Laments about the folly of “today’s young people” are almost as old as civilization itself. Adam and Eve must have felt the world was ending when their firstborn son murdered their second son. In 63 BC, the Roman statesman, Cicero, fretted, “O the times! O the customs!” In 1925, the Hull Daily Mail, an English newspaper, wrote, “We see the decay of the home, the loss of parental control, the disappearance of the old-fashioned modest girl, and the rise of a generation that cares for nothing but pleasure.” Today, we call the young people growing up then, “the greatest generation.”
It’s easy to laugh at some of the concerns about the next generation expressed across the centuries. But the sinful nature of humans is real, Satan is real, and people are all too easily drawn astray. Until arrested by the Gospel or by a cataclysm, sin grows ever worse — ever more destructive. This justifies concern. Sometimes God grants spiritual awakenings. But at other times, nations collapse.

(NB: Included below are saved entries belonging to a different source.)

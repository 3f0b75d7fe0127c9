//! Media types: image formats and resolved media references.

use serde::{Deserialize, Serialize};
use std::io::Cursor;
use std::path::{Path, PathBuf};

/// A media reference after resolution against the media directory.
#[derive(Debug, Clone, PartialEq, Eq, Hash, Serialize, Deserialize)]
pub struct MediaRef {
    /// Path as written in the document
    pub written: String,

    /// Location of the file on disk
    pub resolved: PathBuf,
}

impl MediaRef {
    /// Create a media reference.
    pub fn new(written: impl Into<String>, resolved: impl Into<PathBuf>) -> Self {
        Self {
            written: written.into(),
            resolved: resolved.into(),
        }
    }
}

/// Image types accepted in the media directory.
#[derive(Debug, Clone, Copy, PartialEq, Eq, Hash, Serialize, Deserialize)]
#[serde(rename_all = "lowercase")]
pub enum ImageFormat {
    /// Portable Network Graphics
    Png,
    /// JPEG
    Jpeg,
    /// Graphics Interchange Format
    Gif,
    /// Windows bitmap
    Bmp,
    /// WebP
    Webp,
}

impl ImageFormat {
    /// Every accepted format.
    pub const ALL: [ImageFormat; 5] = [
        ImageFormat::Png,
        ImageFormat::Jpeg,
        ImageFormat::Gif,
        ImageFormat::Bmp,
        ImageFormat::Webp,
    ];

    /// Look up a format by file extension (case-insensitive, without dot).
    pub fn from_extension(ext: &str) -> Option<Self> {
        match ext.to_ascii_lowercase().as_str() {
            "png" => Some(ImageFormat::Png),
            "jpg" | "jpeg" | "jpe" => Some(ImageFormat::Jpeg),
            "gif" => Some(ImageFormat::Gif),
            "bmp" => Some(ImageFormat::Bmp),
            "webp" => Some(ImageFormat::Webp),
            _ => None,
        }
    }

    /// Look up a format by the extension of a path.
    pub fn from_path(path: &Path) -> Option<Self> {
        path.extension()
            .and_then(|e| e.to_str())
            .and_then(Self::from_extension)
    }

    /// Detect the format from magic bytes.
    pub fn detect(data: &[u8]) -> Option<Self> {
        match image::guess_format(data).ok()? {
            image::ImageFormat::Png => Some(ImageFormat::Png),
            image::ImageFormat::Jpeg => Some(ImageFormat::Jpeg),
            image::ImageFormat::Gif => Some(ImageFormat::Gif),
            image::ImageFormat::Bmp => Some(ImageFormat::Bmp),
            image::ImageFormat::WebP => Some(ImageFormat::Webp),
            _ => None,
        }
    }

    /// Pixel dimensions of encoded image data, read without decoding the
    /// pixels.
    pub fn dimensions(data: &[u8]) -> Option<(u32, u32)> {
        let (width, height) = image::ImageReader::new(Cursor::new(data))
            .with_guessed_format()
            .ok()?
            .into_dimensions()
            .ok()?;
        (width > 0 && height > 0).then_some((width, height))
    }

    /// Preferred file extension.
    pub fn extension(&self) -> &'static str {
        match self {
            ImageFormat::Png => "png",
            ImageFormat::Jpeg => "jpeg",
            ImageFormat::Gif => "gif",
            ImageFormat::Bmp => "bmp",
            ImageFormat::Webp => "webp",
        }
    }
}

impl std::fmt::Display for ImageFormat {
    fn fmt(&self, f: &mut std::fmt::Formatter<'_>) -> std::fmt::Result {
        f.write_str(self.extension())
    }
}

#[cfg(test)]
mod tests {
    use super::*;

    fn encoded(width: u32, height: u32, format: image::ImageFormat) -> Vec<u8> {
        let mut data = Vec::new();
        image::RgbImage::new(width, height)
            .write_to(&mut Cursor::new(&mut data), format)
            .unwrap();
        data
    }

    #[test]
    fn test_from_extension() {
        assert_eq!(ImageFormat::from_extension("PNG"), Some(ImageFormat::Png));
        assert_eq!(ImageFormat::from_extension("jpg"), Some(ImageFormat::Jpeg));
        assert_eq!(ImageFormat::from_extension("svg"), None);
        assert_eq!(
            ImageFormat::from_path(Path::new("media/photo.webp")),
            Some(ImageFormat::Webp)
        );
    }

    #[test]
    fn test_detect() {
        assert_eq!(
            ImageFormat::detect(&[0x89, 0x50, 0x4E, 0x47, 0x0D, 0x0A, 0x1A, 0x0A, 0, 0]),
            Some(ImageFormat::Png)
        );
        assert_eq!(
            ImageFormat::detect(&[0xFF, 0xD8, 0xFF, 0xE0, 0x00, 0x10, 0x4A, 0x46]),
            Some(ImageFormat::Jpeg)
        );
        assert_eq!(ImageFormat::detect(b"GIF89a\x02\x00\x03\x00"), Some(ImageFormat::Gif));
        assert_eq!(ImageFormat::detect(&[0, 0, 0, 0]), None);
        assert_eq!(ImageFormat::detect(b"%PDF-1.7"), None);
    }

    #[test]
    fn test_png_dimensions() {
        let data = encoded(640, 480, image::ImageFormat::Png);
        assert_eq!(ImageFormat::detect(&data), Some(ImageFormat::Png));
        assert_eq!(ImageFormat::dimensions(&data), Some((640, 480)));
    }

    #[test]
    fn test_jpeg_dimensions() {
        let data = encoded(300, 200, image::ImageFormat::Jpeg);
        assert_eq!(ImageFormat::detect(&data), Some(ImageFormat::Jpeg));
        assert_eq!(ImageFormat::dimensions(&data), Some((300, 200)));
    }

    #[test]
    fn test_truncated_header() {
        assert_eq!(ImageFormat::dimensions(&[0x89, 0x50]), None);
        assert_eq!(ImageFormat::dimensions(b"RIFF"), None);
        assert_eq!(ImageFormat::dimensions(b"plain text"), None);
    }
}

I did a Google search for quotes like the ones above where people expressed concern for the fate of the generation to follow. Artificial Intelligence now usually inserts an answer to such questions before giving a list of websites. In this case, the AI gave several examples, starting with the Book of Lamentations in the Bible. That’s an odd choice because in Lamentations Jeremiah was not just bemoaning what might happen to the next generation. He was agonizing over what he had already seen — the destruction of the nation with its finest young people being marched to Babylon as captives of a conquering power. He wasn’t lamenting what might occur. He was mourning what had already taken place.
Through Jeremiah, God had repeatedly warned the people of Judah of the terrible consequences should they not repent. By the time of Lamentations, the unthinkable had happened. It was not a warning anymore, but a nightmare made real. He no longer said, “The nation will be crushed if we don’t repent.” Instead, he said, “We didn’t repent and the nation has been crushed.”
Lamentations 1:1 says, “How lonely sits the city that was full of people!” Jeremiah did not smirk and say, “I told you so.” He wept over the destruction that follows sin. Western movies traditionally depict ghost towns with wind blowing through their streets. It emphasizes their emptiness. People once filled these lanes. There may have been wind before, but no one noticed because the noise of a bustling city had drowned out the sound. Jeremiah saw Jerusalem’s barren streets. He heard the wind. He saw the charred remains of houses and walls. He saw Jerusalem sitting dark, empty, and broken. It left him devastated.
In America and most of the world today, we see society embracing the things of Satan and rejecting the things of God. It is jarring and ugly. It can be frightening and disheartening. It pains the soul to see men openly celebrate the things God calls abominable. Jeremiah 9:1 says, “Oh, that my head were waters, And my eyes a fountain of tears, that I might weep day and night for the slain of the daughter of my people!”
Jerusalem’s destruction fulfills the warnings God gave to Israel 900 years earlier in Deuteronomy 28. But He did not leave them hopeless. In Deuteronomy 30, God promised restoration to His people. In Lamentations 3:21-24, Jeremiah wrote, “This I recall to my mind, Therefore I have hope. Through the Lord’s mercies we are not consumed, Because His compassions fail not. They are new every morning; Great is Your faithfulness. ‘The Lord is my portion,’ says my soul, ‘Therefore I hope in Him!’”
And so must we! Atheism, collectivism, debauchery, and chaos are on the rise. But God is at work. He has not left us alone. May we be faithful to let the light of the Gospel shine forth through all that we say and do, so that people everywhere will be delivered from the power of darkness into His marvelous light.